TASK TO CARRY OUT
Which lines in the records below contain the word "matches"? Return each of them.

DATA EXTRACT
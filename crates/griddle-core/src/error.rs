mod adhoc;
mod configuration;
mod key_resolution;
mod record_not_found;
mod store;

use adhoc::AdhocError;
use configuration::ConfigurationError;
use key_resolution::KeyResolutionError;
use record_not_found::RecordNotFoundError;
use std::sync::Arc;
use store::StoreError;

/// An error that can occur in Griddle.
///
/// Errors carry a kind plus an optional cause chain. The kind determines how
/// callers react: configuration errors abort initialization, record-not-found
/// errors are an expected outcome of update/delete flows, key-resolution and
/// store errors are scoped to the single operation that raised them.
#[derive(Clone)]
pub struct Error {
    inner: Arc<ErrorInner>,
}

#[derive(Debug)]
struct ErrorInner {
    kind: ErrorKind,
    cause: Option<Error>,
}

#[derive(Debug)]
enum ErrorKind {
    Anyhow(anyhow::Error),
    Adhoc(AdhocError),
    Configuration(ConfigurationError),
    RecordNotFound(RecordNotFoundError),
    KeyResolution(KeyResolutionError),
    Store(StoreError),
}

impl Error {
    /// A systemic configuration mistake: bad registration, schema conflict,
    /// or mutation after seal. Aborts initialization rather than degrading.
    pub fn configuration(msg: impl Into<String>) -> Self {
        ErrorKind::Configuration(ConfigurationError::new(msg)).into()
    }

    /// The target of an update/delete did not resolve to any record.
    pub fn record_not_found(msg: impl Into<String>) -> Self {
        ErrorKind::RecordNotFound(RecordNotFoundError::new(msg)).into()
    }

    /// A record could not yield its primary key value when one was required.
    pub fn key_resolution(msg: impl Into<String>) -> Self {
        ErrorKind::KeyResolution(KeyResolutionError::new(msg)).into()
    }

    /// An error reported by the underlying table store.
    pub fn store(msg: impl Into<String>) -> Self {
        ErrorKind::Store(StoreError::new(msg)).into()
    }

    pub fn is_configuration(&self) -> bool {
        self.chain()
            .any(|err| matches!(err.kind(), ErrorKind::Configuration(_)))
    }

    pub fn is_record_not_found(&self) -> bool {
        self.chain()
            .any(|err| matches!(err.kind(), ErrorKind::RecordNotFound(_)))
    }

    pub fn is_key_resolution(&self) -> bool {
        self.chain()
            .any(|err| matches!(err.kind(), ErrorKind::KeyResolution(_)))
    }

    pub fn is_store(&self) -> bool {
        self.chain().any(|err| matches!(err.kind(), ErrorKind::Store(_)))
    }

    /// Adds context to this error.
    ///
    /// Context is displayed first, followed by the earlier chain, ending with
    /// the root cause.
    pub fn context(self, msg: impl Into<String>) -> Self {
        Self {
            inner: Arc::new(ErrorInner {
                kind: ErrorKind::Adhoc(AdhocError::new(msg)),
                cause: Some(self),
            }),
        }
    }

    fn chain(&self) -> impl Iterator<Item = &Self> {
        let mut err = self;
        core::iter::once(err).chain(core::iter::from_fn(move || {
            err = err.inner.cause.as_ref()?;
            Some(err)
        }))
    }

    fn kind(&self) -> &ErrorKind {
        &self.inner.kind
    }
}

impl std::error::Error for Error {
    fn source(&self) -> Option<&(dyn std::error::Error + 'static)> {
        match self.kind() {
            ErrorKind::Anyhow(err) => Some(err.as_ref()),
            _ => None,
        }
    }
}

impl core::fmt::Display for Error {
    fn fmt(&self, f: &mut core::fmt::Formatter) -> core::fmt::Result {
        let mut it = self.chain().peekable();
        while let Some(err) = it.next() {
            core::fmt::Display::fmt(err.kind(), f)?;
            if it.peek().is_some() {
                f.write_str(": ")?;
            }
        }
        Ok(())
    }
}

impl core::fmt::Debug for Error {
    fn fmt(&self, f: &mut core::fmt::Formatter) -> core::fmt::Result {
        if !f.alternate() {
            core::fmt::Display::fmt(self, f)
        } else {
            f.debug_struct("Error")
                .field("kind", &self.inner.kind)
                .field("cause", &self.inner.cause)
                .finish()
        }
    }
}

impl core::fmt::Display for ErrorKind {
    fn fmt(&self, f: &mut core::fmt::Formatter) -> core::fmt::Result {
        use self::ErrorKind::*;

        match self {
            Anyhow(err) => core::fmt::Display::fmt(err, f),
            Adhoc(err) => core::fmt::Display::fmt(err, f),
            Configuration(err) => core::fmt::Display::fmt(err, f),
            RecordNotFound(err) => core::fmt::Display::fmt(err, f),
            KeyResolution(err) => core::fmt::Display::fmt(err, f),
            Store(err) => core::fmt::Display::fmt(err, f),
        }
    }
}

impl From<ErrorKind> for Error {
    fn from(kind: ErrorKind) -> Self {
        Self {
            inner: Arc::new(ErrorInner { kind, cause: None }),
        }
    }
}

impl From<anyhow::Error> for Error {
    fn from(err: anyhow::Error) -> Self {
        Self::from(ErrorKind::Anyhow(err))
    }
}

impl From<serde_json::Error> for Error {
    fn from(err: serde_json::Error) -> Self {
        Self::from(anyhow::Error::from(err))
    }
}
use super::Operation;
use crate::stmt;

#[derive(Debug)]
pub struct DeleteByKey {
    /// Which table to delete from
    pub table: String,

    /// The keys to remove. Keys with no stored record are ignored.
    pub keys: Vec<stmt::Key>,
}

impl From<DeleteByKey> for Operation {
    fn from(value: DeleteByKey) -> Self {
        Self::DeleteByKey(value)
    }
}
use std::fmt::Debug;

/// Host-provided persistent key-value facility used only for the schema
/// version record. Absent in headless contexts, in which case the version
/// manager degrades to always reporting version 1.
pub trait VersionStore: Debug + Send + Sync + 'static {
    fn get(&self, key: &str) -> Option<String>;

    fn set(&self, key: &str, value: &str);
}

YOUR SOLUTION
            .any(|err| matches!(err.kind(), ErrorKind::Configuration(_)))
            .any(|err| matches!(err.kind(), ErrorKind::RecordNotFound(_)))
            .any(|err| matches!(err.kind(), ErrorKind::KeyResolution(_)))
        self.chain().any(|err| matches!(err.kind(), ErrorKind::Store(_)))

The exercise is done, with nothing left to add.